There are more than 54 billion cookies on the dark web. The number is frightening but real.

Brazil leads the way with over 2 billion, ahead of India and Indonesia.

Out of 244 countries/territories, Portugal was in 27th place with almost 223 million cookies, 28% of which were active.

The accounting comes from a study by NordVPN, a VPN service provider, which compiled data with independent experts - who used data collected from Telegram channels where hackers post the stolen information for sale.

Cookies are not cookies to eat, in this case.

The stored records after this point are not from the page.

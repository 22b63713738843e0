//! Chat completions: request builder and response parser.
//!
//! The request side is grounded on the teacher's `derive_builder`-based
//! request types (`src/api/chat.rs::ChatCompletionRequest`,
//! `src/api/embeddings.rs::EmbeddingRequest`). The response side follows
//! `examples/original_source/src/protocol_chat.c`'s `parse_chat_response`:
//! spans are returned raw (unescaped) and borrow from the owning
//! [`ChatResponse`]'s backing buffer rather than being copied out — the
//! "owned backing buffer + borrowed view" pattern from spec.md §9.

use derive_builder::Builder;
use serde::{Deserialize, Serialize};

use crate::error::{Error, Stage};
use crate::types::{FinishReason, Message, Role, Usage};

/// One or many stop strings, matching the two shapes the request options
/// writer accepts for `stop` (spec.md §4.3).
#[derive(Debug, Clone, Serialize)]
#[serde(untagged)]
pub enum StopSequences {
    Single(String),
    Many(Vec<String>),
}

impl From<String> for StopSequences {
    fn from(s: String) -> Self {
        StopSequences::Single(s)
    }
}

impl From<Vec<String>> for StopSequences {
    fn from(v: Vec<String>) -> Self {
        StopSequences::Many(v)
    }
}

impl StopSequences {
    pub fn count(&self) -> usize {
        match self {
            StopSequences::Single(_) => 1,
            StopSequences::Many(v) => v.len(),
        }
    }

    pub fn max_len(&self) -> usize {
        match self {
            StopSequences::Single(s) => s.len(),
            StopSequences::Many(v) => v.iter().map(|s| s.len()).max().unwrap_or(0),
        }
    }
}

#[derive(Debug, Clone, Serialize, Builder)]
#[builder(build_fn(error = "Error", validate = "Self::validate"))]
pub struct ChatRequest {
    #[builder(setter(into))]
    pub model: String,
    pub messages: Vec<WireMessage>,
    #[builder(setter(strip_option), default)]
    pub temperature: Option<f64>,
    #[builder(setter(strip_option), default)]
    pub top_p: Option<f64>,
    #[builder(setter(strip_option), default)]
    pub max_tokens: Option<u32>,
    #[builder(setter(strip_option, into), default)]
    pub stop: Option<StopSequences>,
    #[builder(setter(strip_option), default)]
    pub frequency_penalty: Option<f64>,
    #[builder(setter(strip_option), default)]
    pub presence_penalty: Option<f64>,
    #[builder(setter(strip_option), default)]
    pub seed: Option<i64>,
    /// A raw, caller-supplied JSON object (sans braces) merged into the
    /// request body verbatim — the Rust analogue of `json_build.c`'s
    /// `params_json` splice. Kept deliberately narrow: see
    /// `crate::json_builder` for the safer parse-and-remerge alternative
    /// this spec chose instead of brace-stripping.
    #[builder(setter(strip_option), default)]
    #[serde(skip)]
    pub extra_params: Option<serde_json::Map<String, serde_json::Value>>,
    #[builder(setter(custom), default)]
    pub tools: Option<Vec<serde_json::Value>>,
    #[builder(setter(skip), default)]
    pub stream: bool,
}

impl ChatRequestBuilder {
    pub fn tools(mut self, tools: Vec<serde_json::Value>) -> Self {
        self.tools = Some(Some(tools));
        self
    }

    /// `seed` is integer-typed (`int64_t` in the original) and can't carry
    /// NaN/infinity; only the four floating-point options need rejecting.
    fn validate(&self) -> Result<(), Error> {
        for (name, value) in [
            ("temperature", &self.temperature),
            ("top_p", &self.top_p),
            ("frequency_penalty", &self.frequency_penalty),
            ("presence_penalty", &self.presence_penalty),
        ] {
            if let Some(Some(v)) = value {
                if !v.is_finite() {
                    return Err(Error::protocol(format!("{name} must be finite (not NaN or infinite)")));
                }
            }
        }
        Ok(())
    }
}

impl ChatRequest {
    pub fn builder() -> ChatRequestBuilder {
        ChatRequestBuilder::default()
    }

    pub fn streaming(mut self) -> Self {
        self.stream = true;
        self
    }
}

/// Wire projection of [`crate::types::Message`] — the shape the JSON body
/// actually needs, kept separate so the public `Message` type can carry
/// richer invariants (see `Message::tool`) than serde's flat struct model
/// allows.
#[derive(Debug, Clone, Serialize)]
pub struct WireMessage {
    pub role: &'static str,
    /// Mutually exclusive with `content_parts` — `Message` enforces this at
    /// construction time, never here.
    #[serde(skip_serializing_if = "Option::is_none")]
    pub content: Option<String>,
    #[serde(skip_serializing_if = "Option::is_none")]
    pub content_parts: Option<serde_json::Value>,
    #[serde(skip_serializing_if = "Option::is_none")]
    pub tool_call_id: Option<String>,
    #[serde(skip_serializing_if = "Option::is_none")]
    pub name: Option<String>,
    #[serde(skip_serializing_if = "Option::is_none")]
    pub tool_calls: Option<Vec<serde_json::Value>>,
}

impl From<&Message> for WireMessage {
    fn from(m: &Message) -> Self {
        Self {
            role: m.role.as_str_static(),
            content: m.content.clone(),
            content_parts: m.content_parts.clone(),
            tool_call_id: m.tool_call_id.clone(),
            name: m.name.clone(),
            tool_calls: m.tool_calls.as_ref().map(|calls| {
                calls
                    .iter()
                    .map(|c| {
                        serde_json::json!({
                            "id": c.id,
                            "type": c.kind,
                            "function": { "name": c.name, "arguments": c.arguments },
                        })
                    })
                    .collect()
            }),
        }
    }
}

impl Role {
    fn as_str_static(self) -> &'static str {
        self.as_str()
    }
}

pub fn to_wire_messages(messages: &[Message]) -> Vec<WireMessage> {
    messages.iter().map(WireMessage::from).collect()
}

/// Owns the raw, undecoded response body. Parsing borrows from this
/// buffer's lifetime, so no parsed span can outlive the response that
/// produced it.
pub struct ChatResponse {
    body: String,
}

impl ChatResponse {
    pub fn from_body(body: String) -> Self {
        Self { body }
    }

    pub fn raw_body(&self) -> &str {
        &self.body
    }

    pub fn parse(&self) -> Result<ParsedChatResponse<'_>, Error> {
        serde_json::from_str(&self.body)
            .map_err(|e| Error::new(crate::error::Code::Failed, Stage::Json, e.to_string()).with_body(self.body.clone()))
    }
}

#[derive(Debug, Deserialize)]
pub struct ParsedChatResponse<'a> {
    #[serde(borrow)]
    pub id: &'a str,
    #[serde(borrow)]
    pub model: &'a str,
    #[serde(borrow)]
    pub choices: Vec<ParsedChoice<'a>>,
    #[serde(default)]
    pub usage: Usage,
}

impl<'a> ParsedChatResponse<'a> {
    /// Bounds-checked choice accessor, the Rust projection of
    /// `llm_chat_choice_get`. Returns `None` past the end rather than
    /// panicking.
    pub fn choice(&self, index: usize) -> Option<&ParsedChoice<'a>> {
        self.choices.get(index)
    }
}

#[derive(Debug, Deserialize)]
pub struct ParsedChoice<'a> {
    #[serde(default)]
    pub index: u32,
    #[serde(borrow)]
    pub message: ParsedMessage<'a>,
    pub finish_reason: Option<&'a str>,
}

impl<'a> ParsedChoice<'a> {
    pub fn finish_reason(&self) -> FinishReason {
        self.finish_reason.map(FinishReason::from_str).unwrap_or(FinishReason::Unknown)
    }
}

#[derive(Debug, Deserialize)]
pub struct ParsedMessage<'a> {
    #[serde(borrow)]
    pub role: &'a str,
    #[serde(default, borrow)]
    pub content: Option<&'a str>,
    #[serde(default, borrow)]
    pub reasoning_content: Option<&'a str>,
    /// Kept as an unparsed JSON subtree span — the direct analogue of the
    /// original's `tool_calls_span`. Fed into
    /// [`crate::tool_accumulator::ToolCallAccumulator`] one element at a
    /// time by the caller, or parsed in bulk by [`Self::tool_calls`].
    #[serde(default, borrow)]
    pub tool_calls: Option<&'a serde_json::value::RawValue>,
}

impl<'a> ParsedMessage<'a> {
    pub fn tool_calls(&self) -> Result<Vec<crate::tool_accumulator::ToolCall>, Error> {
        let Some(raw) = self.tool_calls else {
            return Ok(Vec::new());
        };
        #[derive(Deserialize)]
        struct RawToolCall<'b> {
            id: &'b str,
            #[serde(rename = "type")]
            kind: &'b str,
            function: RawFunction<'b>,
        }
        #[derive(Deserialize)]
        struct RawFunction<'b> {
            name: &'b str,
            arguments: &'b str,
        }
        let calls: Vec<RawToolCall<'_>> = serde_json::from_str(raw.get())
            .map_err(|e| Error::json(format!("malformed tool_calls: {e}")))?;
        Ok(calls
            .into_iter()
            .map(|c| crate::tool_accumulator::ToolCall {
                id: c.id.to_string(),
                kind: c.kind.to_string(),
                name: c.function.name.to_string(),
                arguments: c.function.arguments.to_string(),
            })
            .collect())
    }
}

/// One streamed delta for a chat completion, matching the shape of
/// `choices[0].delta` in an SSE `data:` frame.
#[derive(Debug, Deserialize)]
pub struct ParsedChatChunk<'a> {
    #[serde(default, borrow)]
    pub id: Option<&'a str>,
    #[serde(default, borrow)]
    pub model: Option<&'a str>,
    #[serde(borrow)]
    pub choices: Vec<ParsedChunkChoice<'a>>,
    #[serde(default)]
    pub usage: Option<Usage>,
}

#[derive(Debug, Deserialize)]
pub struct ParsedChunkChoice<'a> {
    #[serde(default)]
    pub index: u32,
    #[serde(borrow)]
    pub delta: ParsedChunkDelta<'a>,
    #[serde(default, borrow)]
    pub finish_reason: Option<&'a str>,
}

#[derive(Debug, Deserialize, Default)]
pub struct ParsedChunkDelta<'a> {
    #[serde(default, borrow)]
    pub content: Option<&'a str>,
    #[serde(default, borrow)]
    pub reasoning_content: Option<&'a str>,
    #[serde(default, borrow)]
    pub tool_calls: Option<&'a serde_json::value::RawValue>,
}

impl<'a> ParsedChunkDelta<'a> {
    /// Each element of the `tool_calls` delta array, ready to feed one at
    /// a time into a [`crate::tool_accumulator::ToolCallAccumulator`].
    pub fn tool_call_deltas(&self) -> Result<Vec<(u32, crate::tool_accumulator::ToolCallDelta<'a>)>, Error> {
        let Some(raw) = self.tool_calls else {
            return Ok(Vec::new());
        };
        #[derive(Deserialize)]
        struct RawDelta<'b> {
            index: u32,
            #[serde(default, borrow)]
            id: Option<&'b str>,
            #[serde(default, rename = "type", borrow)]
            kind: Option<&'b str>,
            #[serde(default, borrow)]
            function: Option<RawFunctionDelta<'b>>,
        }
        #[derive(Deserialize)]
        struct RawFunctionDelta<'b> {
            #[serde(default, borrow)]
            name: Option<&'b str>,
            #[serde(default, borrow)]
            arguments: Option<&'b str>,
        }
        let deltas: Vec<RawDelta<'_>> = serde_json::from_str(raw.get())
            .map_err(|e| Error::json(format!("malformed tool_calls delta: {e}")))?;
        Ok(deltas
            .into_iter()
            .map(|d| {
                (
                    d.index,
                    crate::tool_accumulator::ToolCallDelta {
                        id: d.id,
                        kind: d.kind,
                        name: d.function.as_ref().and_then(|f| f.name),
                        arguments_fragment: d.function.as_ref().and_then(|f| f.arguments),
                    },
                )
            })
            .collect())
    }
}

/// Find the choice a streaming delta applies to. Preserves the original
/// `find_choice_token` compatibility quirk: when `choice_index` is 0 and no
/// element carries an explicit `"index"` field matching it, fall back to
/// the first array element rather than treating it as "not found".
pub fn find_choice<'a, 'b>(choices: &'b [ParsedChunkChoice<'a>], choice_index: u32) -> Option<&'b ParsedChunkChoice<'a>> {
    if let Some(found) = choices.iter().find(|c| c.index == choice_index) {
        return Some(found);
    }
    if choice_index == 0 {
        return choices.first();
    }
    None
}

/// Validates `stop` against the client's configured caps. Lives here
/// rather than in `ChatRequestBuilder::validate` because the caps come
/// from `Limits`, which the builder has no access to — mirroring
/// `build_embeddings_request`'s external-parameter cap pattern in
/// `examples/original_source/src/json_build.c`. `0` means unbounded.
pub fn check_stop_caps(stop: Option<&StopSequences>, limits: &crate::types::Limits) -> Result<(), Error> {
    let Some(stop) = stop else {
        return Ok(());
    };
    if limits.max_stop_strings != 0 && stop.count() > limits.max_stop_strings {
        return Err(Error::protocol("stop exceeds max_stop_strings"));
    }
    if limits.max_stop_bytes != 0 && stop.max_len() > limits.max_stop_bytes {
        return Err(Error::protocol("stop string exceeds max_stop_bytes"));
    }
    Ok(())
}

They are small text files containing fragments of data - often usernames and passwords - used to identify a computer while browsing the Internet.

On the one hand, they are essential, almost indispensable for surfing the net; websites already have information stored about the user, about their preferences.

On the other hand, cookies are one of the main weapons for hackers to steal data and gain access to protected systems.

And many people don't know what they're doing when they click "accept all cookies".

What's the danger? "Many people don't realize that if a hacker gets hold of your active cookies, they may not need your login details, passwords or even MFA (multi-factor authentication) to take control of your accounts," says Adrianus Warmenhoven, cybersecurity consultant at NordVPN.

Cookies carry another risk: that of having other confidential information, such as names or location.

Of the 54 billion cookies analyzed, 17% were active. In other words, more than 9 billion active cookies. The majority (2.5 billion) on Google, followed by 692 billion on YouTube and 500 million on Microsoft and Bing.

"Cookies from these large accounts are especially dangerous because they can be used to access other login information, for example by retrieving keywords, business systems or SSO," notes Adrianus Warmenhoven, in a statement sent to ZAP.

Hackers can get sensitive information through cookies: name, email, city, password and address were very common data in this analysis.

"If you combine this information with information on age, height, gender or orientation, you get a very intimate picture of the user, which can give rise to fraudulent schemes or targeted attacks," warns Adrianus Warmenhoven.

To avoid serious problems, there are some essential security steps to take: regularly deleting cookies, paying attention to the files you download and the websites you visit.